Sembra che oggi ci si debba sempre nascondere dietro il concetto di “riqualificazione urbana”. Come a dire “io non sto imbrattando, sto riqualificando”, come se il presupposto fosse che noi abbiamo il culo sporco. Da un lato è un peccato perché si perde tutto il discorso dell’illegalità, della libera espressione e tutto ciò che rappresenta l’uscire dai binari del controllo, visto che molte persone cominciano a dipingere proprio come atto di protesta; dall’altro è paraculo sbandierare questo concetto. Io sono anche per la mediazione, non dico che il writing debba essere sempre e per forza illegale. Ma un bel lettering o una stessa tag fatta bene per me è tranquillamente arte. Se si deve per forza passare dalla riqualificazione per poter dipingere o riappropriarsi degli spazi pubblici e per avere l’approvazione del bottegaio o della sciura benpensante, si parte da una posizione di debolezza.
Qual è il primo disegno che hai fatto che ricordi?
Un topolino della Walt Disney copiato da un librone con tutti i personaggi. Dopo averlo fatto l’ho guardato e ho pensato di averlo disegnato bene: me lo ricordo benissimo quel momento e credo mi sia servito per iniziare comprendere le mie capacità. O meglio, adesso che ne parlo mi ricordo un Topolino fighissimo, ma probabilmente a riguardarlo oggi non sarebbe granché.
Usi molto simboli classici e tarocchi, per quale motivo?
Credo che quando si fa una cosa sia importante il livello di consapevolezza col quale la realizza. Se guardiamo alle radici dei simboli e il linguaggio immaginifico della società occidentale, necessariamente andiamo nell’aspetto esoterico-magico dei tarocchi o dei dipinti del Rinascimento o delle stampe del Medioevo. Ogni immagine deve fare i conti con quella che è la tradizione perché è così che si può esplorare il linguaggio in maniera profonda per provare in qualche modo a rinnovarlo e, perché no, a sperimentare.
Ultime cose fatte e prossimi progetti?
L’ultima cosa sono stati tre muri a Capo Verde in tre isole diverse. Una bellissima esperienza dove ho dipinto un tarocco, delle maschere di diversa provenienza ed epoca, e l’ultima, sul centro nazionale di artigianato e design di Mindelo, rappresentante dei volti ripresi dalle banconote capoverdiane. Il prossimo progetto è “Open walls” che si terrà in primavera a Baltimora: è un festival di writing, muralismo e street art dove vengono invitati un tot di artisti europei e americani, organizzato da Gaia Street Art, un ragazzo molto giovane e molto bravo.
Cosa vuol dire entrare in una galleria? E c’è spazio in Italia per giovani artisti?

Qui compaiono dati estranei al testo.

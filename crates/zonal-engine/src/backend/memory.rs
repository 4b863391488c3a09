//! In-memory raster backend.
//!
//! Samples a regular lon/lat grid aligned to multiples of the sample cell
//! (`scale / 111 320` degrees). A sample counts when its centre lies inside
//! the geometry and the expression is unmasked there. Rows are sampled in
//! parallel on the rayon pool inside a blocking tokio task.

use std::sync::Arc;

use async_trait::async_trait;
use geo::{BoundingRect, Contains, Coord, HaversineLength, Line, LineString, Point, Rect};
use rayon::prelude::*;
use tracing::debug;

use super::{RasterBackend, ReducedValue, Reducer, Reduction, ReductionRequest, SummaryStats};
use crate::error::ReductionFault;
use crate::expr::BoundExpr;
use crate::types::{cell_area_m2, Aoi, RasterStore, METERS_PER_DEGREE};

/// Backend evaluating requests against rasters held in memory.
#[derive(Debug, Clone)]
pub struct InMemoryBackend {
    store: Arc<RasterStore>,
}

impl InMemoryBackend {
    pub fn new(store: Arc<RasterStore>) -> Self {
        Self { store }
    }

    pub fn store(&self) -> &RasterStore {
        &self.store
    }
}

#[async_trait]
impl RasterBackend for InMemoryBackend {
    async fn reduce(&self, request: &ReductionRequest) -> Result<Reduction, ReductionFault> {
        let store = Arc::clone(&self.store);
        let request = request.clone();

        tokio::task::spawn_blocking(move || reduce_blocking(&store, &request))
            .await
            .map_err(|e| ReductionFault::backend(format!("reduction task failed: {}", e)))?
    }

    fn name(&self) -> &str {
        "in-memory"
    }
}

fn reduce_blocking(store: &RasterStore, request: &ReductionRequest) -> Result<Reduction, ReductionFault> {
    let expr = request.image.bind(store)?;
    let bounds = request
        .geometry
        .bounding_rect()
        .ok_or(ReductionFault::EmptyReduction)?;
    let grid = SampleGrid::fit(bounds, request.scale, request.max_pixels, request.best_effort)?;

    debug!(
        reducer = request.reducer.name(),
        requested_scale = request.scale,
        effective_scale = grid.scale,
        cells = grid.cell_count(),
        "Sampling geometry"
    );

    let (value, pixel_count) = match &request.reducer {
        Reducer::MaskedLength { lines, max_value } => {
            let (length, pieces) =
                masked_length(&expr, &request.geometry, &grid, &lines.0, *max_value);
            if pieces == 0 {
                return Err(ReductionFault::EmptyReduction);
            }
            (ReducedValue::Length(length), pieces)
        }
        Reducer::AreaSum => {
            let samples = grid.non_empty_samples(&expr, &request.geometry)?;
            let sum = samples.iter().map(|s| s.value * s.area).sum();
            (ReducedValue::Sum(sum), samples.len() as u64)
        }
        Reducer::SummaryStats => {
            let samples = grid.non_empty_samples(&expr, &request.geometry)?;
            let n = samples.len() as u64;
            let values = samples.into_iter().map(|s| s.value).collect();
            (ReducedValue::Stats(summarize(values)), n)
        }
        Reducer::FixedHistogram { min, max, steps } => {
            let samples = grid.non_empty_samples(&expr, &request.geometry)?;
            let values: Vec<f64> = samples.iter().map(|s| s.value).collect();
            let counts = bucket_counts(&values, *min, *max, *steps)?;
            (ReducedValue::Histogram(counts), samples.len() as u64)
        }
    };

    Ok(Reduction {
        value,
        effective_scale: grid.scale,
        pixel_count,
    })
}

/// One included sample.
#[derive(Debug, Clone, Copy)]
struct Sample {
    value: f64,
    /// Ground area of the sample cell in m².
    area: f64,
}

/// Sample cells covering a bounding box.
#[derive(Debug, Clone, Copy)]
struct SampleGrid {
    /// Effective scale in metres.
    scale: f64,
    /// Cell size in degrees.
    cell: f64,
    col0: i64,
    col1: i64,
    row0: i64,
    row1: i64,
}

impl SampleGrid {
    /// Fit a grid over `bounds`, coarsening under best effort until it fits the budget.
    fn fit(bounds: Rect<f64>, scale: f64, max_pixels: u64, best_effort: bool) -> Result<Self, ReductionFault> {
        if !(scale.is_finite() && scale > 0.0) {
            return Err(ReductionFault::backend(format!("invalid scale {}", scale)));
        }
        if max_pixels == 0 {
            return Err(ReductionFault::backend("pixel budget is zero"));
        }

        let mut scale = scale;
        loop {
            let grid = Self::covering(bounds, scale);
            let pixels = grid.cell_count();
            if pixels <= max_pixels {
                return Ok(grid);
            }
            if !best_effort {
                return Err(ReductionFault::RegionTooLarge { pixels, max_pixels });
            }
            scale *= 2.0;
        }
    }

    fn covering(bounds: Rect<f64>, scale: f64) -> Self {
        let cell = scale / METERS_PER_DEGREE;
        let col0 = (bounds.min().x / cell).floor() as i64;
        let row0 = (bounds.min().y / cell).floor() as i64;
        let col1 = ((bounds.max().x / cell).ceil() as i64).max(col0 + 1);
        let row1 = ((bounds.max().y / cell).ceil() as i64).max(row0 + 1);

        Self {
            scale,
            cell,
            col0,
            col1,
            row0,
            row1,
        }
    }

    fn cell_count(&self) -> u64 {
        ((self.col1 - self.col0) as u64).saturating_mul((self.row1 - self.row0) as u64)
    }

    /// Included samples, or `EmptyReduction` when there are none.
    fn non_empty_samples(&self, expr: &BoundExpr<'_>, aoi: &Aoi) -> Result<Vec<Sample>, ReductionFault> {
        let samples = self.collect_samples(expr, aoi);
        if samples.is_empty() {
            return Err(ReductionFault::EmptyReduction);
        }
        Ok(samples)
    }

    fn collect_samples(&self, expr: &BoundExpr<'_>, aoi: &Aoi) -> Vec<Sample> {
        let cell = self.cell;
        let (col0, col1) = (self.col0, self.col1);
        let aoi = aoi.as_ref();

        (self.row0..self.row1)
            .into_par_iter()
            .flat_map_iter(|row| {
                let south = row as f64 * cell;
                let lat = south + cell / 2.0;
                let area = cell_area_m2(south, south + cell, cell);

                (col0..col1).filter_map(move |col| {
                    let lon = (col as f64 + 0.5) * cell;
                    if !aoi.contains(&Point::new(lon, lat)) {
                        return None;
                    }
                    expr.sample(lon, lat).map(|value| Sample { value, area })
                })
            })
            .collect()
    }
}

/// Length of line pieces inside the geometry whose value is at most `max_value`.
///
/// Returns the length in metres and the number of sampled (unmasked) pieces.
fn masked_length(
    expr: &BoundExpr<'_>,
    aoi: &Aoi,
    grid: &SampleGrid,
    lines: &[LineString<f64>],
    max_value: f64,
) -> (f64, u64) {
    let aoi = aoi.as_ref();

    lines
        .par_iter()
        .map(|line| {
            let mut length = 0.0;
            let mut pieces = 0u64;

            for segment in line.lines() {
                let dx = segment.end.x - segment.start.x;
                let dy = segment.end.y - segment.start.y;
                let n = ((dx.hypot(dy) / grid.cell).ceil() as usize).max(1);

                for k in 0..n {
                    let at = |t: f64| Coord {
                        x: segment.start.x + dx * t,
                        y: segment.start.y + dy * t,
                    };
                    let a = at(k as f64 / n as f64);
                    let b = at((k + 1) as f64 / n as f64);
                    let mid = Point::new((a.x + b.x) / 2.0, (a.y + b.y) / 2.0);

                    if !aoi.contains(&mid) {
                        continue;
                    }
                    if let Some(value) = expr.sample(mid.x(), mid.y()) {
                        pieces += 1;
                        if value <= max_value {
                            length += Line::new(a, b).haversine_length();
                        }
                    }
                }
            }

            (length, pieces)
        })
        .reduce(|| (0.0, 0), |a, b| (a.0 + b.0, a.1 + b.1))
}

/// Summary statistics over one sample set; `values` must not be empty.
fn summarize(mut values: Vec<f64>) -> SummaryStats {
    values.sort_by(|a, b| a.total_cmp(b));

    let n = values.len() as f64;
    let mean = values.iter().sum::<f64>() / n;
    let variance = values.iter().map(|v| (v - mean).powi(2)).sum::<f64>() / n;

    SummaryStats {
        max: values[values.len() - 1],
        mean,
        median: percentile(&values, 50.0),
        min: values[0],
        p1: percentile(&values, 1.0),
        p25: percentile(&values, 25.0),
        p75: percentile(&values, 75.0),
        p99: percentile(&values, 99.0),
        std: variance.sqrt(),
    }
}

/// Linear-interpolated percentile of sorted, non-empty values.
fn percentile(sorted: &[f64], p: f64) -> f64 {
    let rank = p / 100.0 * (sorted.len() - 1) as f64;
    let lo = rank.floor() as usize;
    let hi = rank.ceil() as usize;
    sorted[lo] + (sorted[hi] - sorted[lo]) * (rank - lo as f64)
}

/// Counts per bucket over `[min, max)`; values outside are ignored.
fn bucket_counts(values: &[f64], min: f64, max: f64, steps: usize) -> Result<Vec<(f64, u64)>, ReductionFault> {
    if steps == 0 || !(max > min) {
        return Err(ReductionFault::backend(format!(
            "invalid histogram: min={} max={} steps={}",
            min, max, steps
        )));
    }

    let width = (max - min) / steps as f64;
    let mut counts = vec![0u64; steps];
    for &v in values {
        if v >= min && v < max {
            let idx = (((v - min) / width).floor() as usize).min(steps - 1);
            counts[idx] += 1;
        }
    }

    Ok(counts
        .into_iter()
        .enumerate()
        .map(|(i, count)| (min + i as f64 * width, count))
        .collect())
}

Io come molti altri artisti credevo che entrare in una galleria fosse un punto d’arrivo, invece è solo da considerare un punto di partenza. Quello che ti da credibilità e attenzione è la possibilità di entrare in un museo e lavorarci. Oggi tutto è cambiato. Con le nuove tecnologie come Instagram e Facebook si può raggiungere un’ampia visibilità con pochi click. Per cui ci sono artisti giovani che stanno vendendo a cifre incredibili che però rischiano di bruciarsi molto velocemente. Ovviamente non in Italia dove il mercato dell’arte è fermo da tre anni anche se nessuno lo vuole dire. Io con le gallerie ho cominciato a lavorarci come Gionata Gesi, prima di “diventare” Ozmo.
E cosa facevi?
Avevo coronato il mio sogno quando, nel 2001 partito da Pisa per cercare una galleria a Milano, l’avevo trovata. Dipingevo a olio dei quadri che sentivano molto l’influenza del writing, tratti da fotografie sottoesposte realizzate con una delle prime digitali, lavorando con “Cannaviello”, una delle migliori gallerie milanesi. Un gallerista vecchio stampo che quando veniva in studio ti comprava quasi tutto. Il problema è che mi chiedeva molte opere e io impiegavo due mesi per farne una, e con sei quadri all’anno la produzione era considerata bassa e si lamentava che fossi lento. L’altro problema è che cominciavo ad essere identificato per il mio stile di pittura. Quando inizi ad essere i quadri che fai diventi schiavo di uno stile.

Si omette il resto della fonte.